(Saved entries)
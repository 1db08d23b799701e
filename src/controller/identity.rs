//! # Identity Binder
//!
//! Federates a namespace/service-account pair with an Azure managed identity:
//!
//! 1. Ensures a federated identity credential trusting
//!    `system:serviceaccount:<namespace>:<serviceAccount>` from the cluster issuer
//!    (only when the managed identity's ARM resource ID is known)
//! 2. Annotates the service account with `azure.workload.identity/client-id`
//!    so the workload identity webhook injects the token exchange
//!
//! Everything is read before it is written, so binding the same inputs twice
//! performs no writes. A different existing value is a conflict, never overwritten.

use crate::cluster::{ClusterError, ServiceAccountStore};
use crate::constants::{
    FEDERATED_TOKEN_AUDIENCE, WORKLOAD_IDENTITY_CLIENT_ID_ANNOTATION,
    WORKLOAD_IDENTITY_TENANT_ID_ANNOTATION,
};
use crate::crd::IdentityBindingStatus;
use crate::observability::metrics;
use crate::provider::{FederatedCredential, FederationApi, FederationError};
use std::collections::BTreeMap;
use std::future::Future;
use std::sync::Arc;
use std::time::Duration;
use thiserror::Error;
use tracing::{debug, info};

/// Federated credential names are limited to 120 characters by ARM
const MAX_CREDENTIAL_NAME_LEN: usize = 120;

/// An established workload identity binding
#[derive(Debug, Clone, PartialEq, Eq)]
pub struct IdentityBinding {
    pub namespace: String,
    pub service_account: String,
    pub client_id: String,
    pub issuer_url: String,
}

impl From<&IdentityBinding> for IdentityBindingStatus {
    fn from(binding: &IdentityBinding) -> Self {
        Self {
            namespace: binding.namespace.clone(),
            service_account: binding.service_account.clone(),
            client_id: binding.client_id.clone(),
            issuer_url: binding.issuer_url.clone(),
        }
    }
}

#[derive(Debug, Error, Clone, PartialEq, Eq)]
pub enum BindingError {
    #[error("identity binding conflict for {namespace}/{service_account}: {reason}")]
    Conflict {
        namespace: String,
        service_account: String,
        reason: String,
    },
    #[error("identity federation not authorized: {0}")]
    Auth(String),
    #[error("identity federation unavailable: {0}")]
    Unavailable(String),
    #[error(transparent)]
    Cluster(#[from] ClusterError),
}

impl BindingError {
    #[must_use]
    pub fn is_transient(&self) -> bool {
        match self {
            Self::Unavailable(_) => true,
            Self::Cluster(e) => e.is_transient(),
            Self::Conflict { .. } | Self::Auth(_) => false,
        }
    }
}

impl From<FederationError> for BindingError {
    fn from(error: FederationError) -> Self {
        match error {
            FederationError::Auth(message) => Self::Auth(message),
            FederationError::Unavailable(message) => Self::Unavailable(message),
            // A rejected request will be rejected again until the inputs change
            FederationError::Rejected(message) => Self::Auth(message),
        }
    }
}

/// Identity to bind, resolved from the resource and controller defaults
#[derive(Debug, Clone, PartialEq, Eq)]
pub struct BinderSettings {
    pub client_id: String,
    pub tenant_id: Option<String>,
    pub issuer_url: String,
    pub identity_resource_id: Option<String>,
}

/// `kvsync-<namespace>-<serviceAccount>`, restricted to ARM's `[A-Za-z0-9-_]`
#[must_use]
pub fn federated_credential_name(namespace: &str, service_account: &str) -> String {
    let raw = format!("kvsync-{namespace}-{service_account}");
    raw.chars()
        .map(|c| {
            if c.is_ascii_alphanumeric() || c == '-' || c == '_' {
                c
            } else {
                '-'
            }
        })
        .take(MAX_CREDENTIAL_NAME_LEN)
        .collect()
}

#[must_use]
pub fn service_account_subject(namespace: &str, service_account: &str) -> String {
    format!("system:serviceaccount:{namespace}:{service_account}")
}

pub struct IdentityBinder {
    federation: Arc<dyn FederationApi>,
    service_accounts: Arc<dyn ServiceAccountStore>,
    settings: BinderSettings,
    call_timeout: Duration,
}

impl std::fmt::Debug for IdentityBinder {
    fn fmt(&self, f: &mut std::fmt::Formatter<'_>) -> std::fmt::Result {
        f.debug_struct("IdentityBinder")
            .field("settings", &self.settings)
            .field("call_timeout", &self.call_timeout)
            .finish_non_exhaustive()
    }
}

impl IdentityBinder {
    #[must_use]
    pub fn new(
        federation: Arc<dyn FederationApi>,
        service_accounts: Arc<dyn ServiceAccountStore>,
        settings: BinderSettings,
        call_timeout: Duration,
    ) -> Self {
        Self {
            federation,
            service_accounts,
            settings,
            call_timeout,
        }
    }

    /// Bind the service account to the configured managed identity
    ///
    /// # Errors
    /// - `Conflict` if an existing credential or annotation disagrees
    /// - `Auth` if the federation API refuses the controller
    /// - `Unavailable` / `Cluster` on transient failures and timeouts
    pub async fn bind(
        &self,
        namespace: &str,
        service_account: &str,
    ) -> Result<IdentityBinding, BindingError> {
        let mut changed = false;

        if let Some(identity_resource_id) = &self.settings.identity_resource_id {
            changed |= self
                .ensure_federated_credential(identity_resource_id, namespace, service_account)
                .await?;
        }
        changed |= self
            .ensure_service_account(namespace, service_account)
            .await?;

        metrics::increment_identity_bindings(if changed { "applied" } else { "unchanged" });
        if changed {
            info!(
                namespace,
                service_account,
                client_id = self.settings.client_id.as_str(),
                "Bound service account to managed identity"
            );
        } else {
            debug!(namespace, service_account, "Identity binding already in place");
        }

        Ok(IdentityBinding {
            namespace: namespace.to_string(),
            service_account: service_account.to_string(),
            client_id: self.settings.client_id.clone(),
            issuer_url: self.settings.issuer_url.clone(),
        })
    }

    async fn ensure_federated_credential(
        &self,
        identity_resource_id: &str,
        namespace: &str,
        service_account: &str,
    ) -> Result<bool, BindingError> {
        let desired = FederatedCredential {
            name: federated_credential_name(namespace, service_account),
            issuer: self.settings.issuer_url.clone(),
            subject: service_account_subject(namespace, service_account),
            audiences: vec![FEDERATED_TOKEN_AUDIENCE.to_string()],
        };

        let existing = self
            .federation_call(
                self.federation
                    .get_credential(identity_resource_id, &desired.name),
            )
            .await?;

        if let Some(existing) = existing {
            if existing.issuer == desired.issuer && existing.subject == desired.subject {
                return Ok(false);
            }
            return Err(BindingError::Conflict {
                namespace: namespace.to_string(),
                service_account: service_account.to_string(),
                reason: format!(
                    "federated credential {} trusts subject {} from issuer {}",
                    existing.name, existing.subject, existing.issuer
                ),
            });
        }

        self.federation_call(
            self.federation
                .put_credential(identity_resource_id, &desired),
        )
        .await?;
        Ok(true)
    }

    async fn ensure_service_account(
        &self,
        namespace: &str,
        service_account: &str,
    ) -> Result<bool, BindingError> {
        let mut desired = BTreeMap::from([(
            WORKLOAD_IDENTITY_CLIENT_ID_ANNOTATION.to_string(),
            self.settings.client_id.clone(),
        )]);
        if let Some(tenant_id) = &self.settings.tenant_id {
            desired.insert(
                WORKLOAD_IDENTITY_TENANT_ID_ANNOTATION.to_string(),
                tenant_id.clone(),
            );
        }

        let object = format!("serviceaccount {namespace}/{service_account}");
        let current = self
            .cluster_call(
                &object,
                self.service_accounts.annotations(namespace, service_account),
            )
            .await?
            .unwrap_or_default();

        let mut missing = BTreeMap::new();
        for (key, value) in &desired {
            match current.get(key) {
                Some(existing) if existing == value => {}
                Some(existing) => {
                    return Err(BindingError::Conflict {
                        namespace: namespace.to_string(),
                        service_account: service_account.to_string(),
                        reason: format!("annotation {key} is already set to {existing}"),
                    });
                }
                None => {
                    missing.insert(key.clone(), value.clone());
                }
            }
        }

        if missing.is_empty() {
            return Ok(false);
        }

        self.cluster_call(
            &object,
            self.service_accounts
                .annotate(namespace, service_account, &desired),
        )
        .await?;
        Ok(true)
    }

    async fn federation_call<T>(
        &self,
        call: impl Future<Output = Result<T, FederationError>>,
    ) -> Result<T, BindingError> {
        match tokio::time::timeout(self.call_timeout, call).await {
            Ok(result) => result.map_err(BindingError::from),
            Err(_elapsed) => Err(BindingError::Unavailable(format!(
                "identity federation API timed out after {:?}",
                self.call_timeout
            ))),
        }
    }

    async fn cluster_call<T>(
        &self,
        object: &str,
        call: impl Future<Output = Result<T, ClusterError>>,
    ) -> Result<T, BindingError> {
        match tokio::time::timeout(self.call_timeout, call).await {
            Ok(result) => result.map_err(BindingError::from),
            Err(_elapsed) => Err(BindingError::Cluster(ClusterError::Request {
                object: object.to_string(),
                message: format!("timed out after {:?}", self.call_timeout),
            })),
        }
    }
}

• **AIM OF THE TASK**:
Retrieve all lines from the data that contain the string "BinderSettings".

• **TASK ANSWER**:
pub struct BinderSettings {
    settings: BinderSettings,
        settings: BinderSettings,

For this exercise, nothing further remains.